Mario Rodríguez H. | @quevivalaM

Henry Motta es enfermero y defensor de los derechos humanos de los consumidores de cualquier sustancia psicoactiva (SPA) y acérrimo activista cannábico. “La preocupación es a medias por parte del consumidor y casi nada por las familias”, asegura. Gracias a su cercanía con la Marcha Cultura Cannábica Bogotá (MCCB) hoy hace parte activa de los Talleres de Orientación en Consumo SPA para Familias, en los que priman humanizar la información para cualquier persona de a pie, despertar la conciencia de lo que se consume y alertar sobre el efecto real que conllevan estas sustancias no solo en los consumidores, también en quienes los rodean.  

“La idea es que las familias estén al tanto de lo que está pasando alrededor de sus hijos —dice Henry—, pues ellos piensan que lo que están metiendo es marihuana… pero hablamos es de basuco, de inhalantes legales, de drogas con repercusiones muy graves en la salud”.

Pero antes de llegar al activismo él mismo estuvo enganchado a la pasta de coca.

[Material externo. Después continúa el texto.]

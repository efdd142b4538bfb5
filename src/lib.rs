//! # Listing Mark
//!
//! A deterministic watermarking engine for real-estate listing photos. Give
//! it a decoded photo, an optional logo, and a [`WatermarkOptions`](config::WatermarkOptions)
//! record; it returns a new encoded image with the branding burned in, either
//! at one of nine anchors or tiled across the frame, rotated and faded as
//! requested.
//!
//! ```no_run
//! use listing_mark::config::WatermarkOptions;
//! use listing_mark::imaging::{RustBackend, apply_watermark, decode_bitmap};
//!
//! # fn main() -> Result<(), Box<dyn std::error::Error>> {
//! let photo = decode_bitmap(&std::fs::read("house.jpg")?)?;
//! let logo = decode_bitmap(&std::fs::read("logo.png")?)?;
//! let options = WatermarkOptions {
//!     max_long_edge_px: Some(1200),
//!     ..WatermarkOptions::default()
//! };
//!
//! let encoded = apply_watermark(&RustBackend::new(), &photo, Some(&logo), &options)?;
//! std::fs::write("house-watermarked.jpg", &encoded.bytes)?;
//! # Ok(())
//! # }
//! ```
//!
//! # Architecture: Four-Stage Pipeline
//!
//! Every call runs the same strictly layered stages:
//!
//! ```text
//! 1. Fit        photo size   →  canvas size       (downscale to the long-edge cap)
//! 2. Overlay    logo + text  →  overlay surface   (tight box, independent of the photo)
//! 3. Composite  canvas       →  stamped canvas    (anchored or tiled, rotated, faded)
//! 4. Encode     canvas       →  JPEG / PNG / WebP bytes
//! ```
//!
//! No stage keeps state between calls. Callers can watermark many photos
//! concurrently against one shared backend without locking.
//!
//! # Module Map
//!
//! | Module | Role |
//! |--------|------|
//! | [`imaging`] | The engine: geometry, overlay builder, compositor, encoder, raster backend |
//! | [`config`] | `WatermarkOptions`, stock defaults, TOML/JSON options files |
//! | [`output`] | CLI output formatting for `apply` and `check` |
//!
//! # Design Decisions
//!
//! ## Clamp, Never Reject
//!
//! Out-of-range numbers (opacity 1.5, scale 0%, quality 7) are clamped where
//! they are used, blank text contributes no lines, and a missing logo leaves
//! an empty overlay. The engine always produces a reasonable image. Only two
//! things fail: a backend that cannot draw (including text requested without
//! a typeface) and an encoder error. See [`imaging::BackendError`].
//!
//! ## Explicit Drawing State
//!
//! Every draw call carries its full placement: rectangle, rotation, opacity.
//! Text runs carry their size and color. Surfaces have no "current alpha" or
//! "current font", so the order of calls cannot leak state from one draw
//! into the next.
//!
//! ## One Backend Trait, One Software Implementation
//!
//! The stages talk to a [`RasterBackend`](imaging::RasterBackend) trait. The
//! shipped [`RustBackend`](imaging::RustBackend) is a pure-Rust rasterizer on
//! the `image` crate with `ab_glyph` for text. Tests use a recording mock
//! that checks geometry without touching pixels.
//!
//! ## Sizes Relative to the Photo
//!
//! Logo width and tile gaps are percentages of the output's shortest edge,
//! so the same options look the same on a phone snapshot and on a 6000px
//! DSLR frame.

pub mod config;
pub mod imaging;
pub mod output;

#[cfg(test)]
pub(crate) mod test_helpers;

En aquella época no había quien le guiara: “Cuando yo viví el infierno del basuco, mi familia no sabía qué hacer porque no había la información pertinente”.

Pero la información sí existía, el problema era que no resultaba digerible para un joven que no estuviera relacionado con el lenguaje técnico de los médicos, “quienes además —agrega Motta— suelen recriminar a los consumidores a la hora de sincerarse”.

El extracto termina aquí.